Is it a good thing if your brand looks premium?

Or, the importance of knowing your “price brand.”

By
Rivkie Lieberman
5
-minute read

There's a piece of brand strategy advice I’ll be shouting forevermore: your brand doesn't need to look luxurious. In fact, sometimes a luxurious look is exactly what's killing your sales.

The hill I will die on

I will probably be fighting about this until the day I die: your price brand matters. A lot of flashy marketing agencies skew toward luxury by default. They push clients toward a high-end, exclusive, slightly inaccessible look, assuming that's what makes a website visitor want the product. The problem is, it’s a strategy that doesn't actually work.

Where "price brand" comes from

The term isn't mine, I just love it. It was coined by Ken Roberts, founder of Forethought, a marketing advisory firm based in Australia. 

His most compelling piece of evidence: in his research, people were more likely to buy from Walmart than from Amazon or Target simply because Walmart has a lower price brand. Even when the items they were buying were actually more expensive at Walmart!

Brand matters. Luxury is optional.

That research proves something important: brand genuinely matters and genuinely affects everyone — but brand doesn't have to mean high-end, premium, or luxury to be effective. 

Unfortunately, when design students learn about brand, they often approach it from a purely aesthetic perspective: the more beautiful, the more likely it is to sell. But that simply isn't true! What matters is whether the look matches the price brand: the consumer's perception of how much your brand costs.

Can you just "make" a brand luxury?

Rome wasn't built in a day; neither is your brand. Fact: I could make a stunning brand tomorrow, put up the most luxurious-looking website, have gorgeous trench coats made, and sell them at $2,500 a pop. 

But no matter how convincing it all looks, it won't be Burberry — because it isn't Burberry. 

Time (a lot of it!), quality, community, cult followings, charisma, belief: these are the intangibles that make a luxury brand earn its stripes. 

Want to build your own luxury brand?
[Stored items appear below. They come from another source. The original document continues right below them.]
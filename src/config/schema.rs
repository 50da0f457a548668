//! Configuration schema definitions.
//!
//! This module defines the complete configuration structure for the shield.
//! All types derive Serde traits for deserialization from config files.

use serde::{Deserialize, Serialize};

/// Root configuration for the request shield.
#[derive(Debug, Clone, Deserialize, Serialize)]
#[serde(default)]
pub struct ShieldConfig {
    /// Secret key material for cookie, CSRF and XSRF cryptography.
    pub app_key: String,

    /// Listener configuration (bind address).
    pub listener: ListenerConfig,

    /// Timeout configuration.
    pub timeouts: TimeoutConfig,

    /// Encrypted cookie transport.
    pub cookies: CookieConfig,

    /// CSRF token validation.
    pub csrf: CsrfConfig,

    /// Distributed rate limiting.
    pub rate_limit: RateLimitConfig,

    /// Observability settings.
    pub observability: ObservabilityConfig,
}

impl Default for ShieldConfig {
    fn default() -> Self {
        Self {
            // WARNING: This is a placeholder! Change this in production.
            app_key: "CHANGE_ME_IN_PRODUCTION_32_BYTES_MINIMUM".to_string(),
            listener: ListenerConfig::default(),
            timeouts: TimeoutConfig::default(),
            cookies: CookieConfig::default(),
            csrf: CsrfConfig::default(),
            rate_limit: RateLimitConfig::default(),
            observability: ObservabilityConfig::default(),
        }
    }
}

/// Listener configuration.
#[derive(Debug, Clone, Deserialize, Serialize)]
#[serde(default)]
pub struct ListenerConfig {
    /// Bind address (e.g., "0.0.0.0:8080").
    pub bind_address: String,
}

impl Default for ListenerConfig {
    fn default() -> Self {
        Self {
            bind_address: "0.0.0.0:8080".to_string(),
        }
    }
}

/// Timeout configuration.
#[derive(Debug, Clone, Deserialize, Serialize)]
#[serde(default)]
pub struct TimeoutConfig {
    /// Request timeout (total time for request/response) in seconds.
    pub request_secs: u64,
}

impl Default for TimeoutConfig {
    fn default() -> Self {
        Self { request_secs: 30 }
    }
}

/// Encrypted cookie configuration.
#[derive(Debug, Clone, Deserialize, Serialize)]
#[serde(default)]
pub struct CookieConfig {
    /// Cookie names that are never encrypted or decrypted.
    pub ignore: Vec<String>,

    /// Maximum size of one serialized `Set-Cookie` header.
    pub max_header_bytes: usize,

    /// Name of the session identifier cookie.
    pub session_cookie: String,
}

impl Default for CookieConfig {
    fn default() -> Self {
        Self {
            ignore: vec![
                "shield_session".to_string(),
                "XSRF-TOKEN".to_string(),
                "debugbar".to_string(),
                "XDEBUG_SESSION".to_string(),
            ],
            max_header_bytes: 4096,
            session_cookie: "shield_session".to_string(),
        }
    }
}

/// CSRF validation configuration.
#[derive(Debug, Clone, Deserialize, Serialize)]
#[serde(default)]
pub struct CsrfConfig {
    /// Enable CSRF validation.
    pub enabled: bool,

    /// Header carrying the plain token.
    pub header: String,

    /// Header carrying the encrypted XSRF token.
    pub encrypted_header: String,

    /// Form field carrying the plain token.
    pub form_field: String,

    /// Largest urlencoded body read when looking for the form field.
    pub max_form_bytes: usize,

    /// Path prefixes that skip validation.
    pub exempt_paths: Vec<String>,
}

impl Default for CsrfConfig {
    fn default() -> Self {
        Self {
            enabled: true,
            header: "X-CSRF-TOKEN".to_string(),
            encrypted_header: "X-XSRF-TOKEN".to_string(),
            form_field: "_token".to_string(),
            max_form_bytes: 1024 * 1024,
            exempt_paths: vec!["/health".to_string()],
        }
    }
}

/// Which rate limiter implementation to run.
#[derive(Debug, Clone, Copy, Deserialize, Serialize, PartialEq, Eq)]
#[serde(rename_all = "lowercase")]
pub enum RateLimitBackend {
    /// Shared counter store with an atomic script.
    Store,
    /// Always allow. For environments without a shared store.
    Noop,
}

/// What to answer when the counter store cannot produce a decision.
#[derive(Debug, Clone, Copy, Deserialize, Serialize, PartialEq, Eq)]
#[serde(rename_all = "lowercase")]
pub enum FailurePolicy {
    /// Allow the request (availability first).
    Open,
    /// Block the request (admission control first).
    Closed,
}

/// Rate limiting configuration.
#[derive(Debug, Clone, Deserialize, Serialize)]
#[serde(default)]
pub struct RateLimitConfig {
    /// Enable rate limiting.
    pub enabled: bool,

    /// Implementation selector.
    pub backend: RateLimitBackend,

    /// Prefix prepended to every identity to form the store key.
    pub key_prefix: String,

    /// Default maximum requests per second per identity.
    pub per_second: u32,

    /// Default maximum requests per minute per identity.
    pub per_minute: u32,

    /// Behavior when the store fails twice or answers garbage.
    pub failure_policy: FailurePolicy,
}

impl Default for RateLimitConfig {
    fn default() -> Self {
        Self {
            enabled: true,
            backend: RateLimitBackend::Store,
            key_prefix: "rate-limit:".to_string(),
            per_second: 10,
            per_minute: 300,
            failure_policy: FailurePolicy::Open,
        }
    }
}

/// Log output format.
#[derive(Debug, Clone, Copy, Deserialize, Serialize, PartialEq, Eq)]
#[serde(rename_all = "lowercase")]
pub enum LogFormat {
    Pretty,
    Json,
}

/// Observability configuration.
#[derive(Debug, Clone, Deserialize, Serialize)]
#[serde(default)]
pub struct ObservabilityConfig {
    /// Log level (trace, debug, info, warn, error).
    pub log_level: String,

    /// Log output format.
    pub log_format: LogFormat,

    /// Enable metrics endpoint.
    pub metrics_enabled: bool,

    /// Metrics endpoint bind address.
    pub metrics_address: String,
}

impl Default for ObservabilityConfig {
    fn default() -> Self {
        Self {
            log_level: "info".to_string(),
            log_format: LogFormat::Pretty,
            metrics_enabled: false,
            metrics_address: "0.0.0.0:9090".to_string(),
        }
    }
}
Go for it. Just give it 100 years.

"So you're saying I can't control my own brand, Rivkie?"

Yes! That's exactly what I'm saying. 

Brand is perception — how people perceive your company. If you think you can simply "rebrand," change how things look visually, and watch people completely change their minds about who your brand is and what it does, I've got an overpriced trench coat to sell you.

Two strategies:

  1. If people's perception of your brand is different from what you want or need it to be, you can change it — slowly, persuasively, over time. 
  2. Or you can lean into the perception that already exists, find the target audience who appreciates your price brand (they're the ones saying, "Yes! I would like to buy what you're selling, for the amount of money I think you're selling it for"), and market the heck out of your product to them. If you're Walmart, be Walmart. If you're Burberry, be Burberry.

How this played out with Peerstar

When we rebranded Peerstar, we ran into exactly this. We could have made a more modern, sleeker brand. We could have used a more polished photography style. We could have gone with trendier colors. We very intentionally chose not to.

The old brand didn't match people's perception; it was too cold and institutional. We were speaking to rural Pennsylvanians. They don't want corporate. They want authentic. And if it looks "expensive" in any way? Forget it. 

Even though they weren't paying for a product per se, the price brand needed to match our target audience and the brand perception that already existed. So that's what we leaned into.

We saw the same thing with RTA Wood Cabinets, from the opposite direction: the rebrand had to signal "great value," which meant more low-price messaging, and more high-quality visual cues. Subtle work, deliberately un-fancy, but more polished than what they had before — and bingo! A very successful website relaunch. 

No luxury trench coats were harmed in the writing of this post.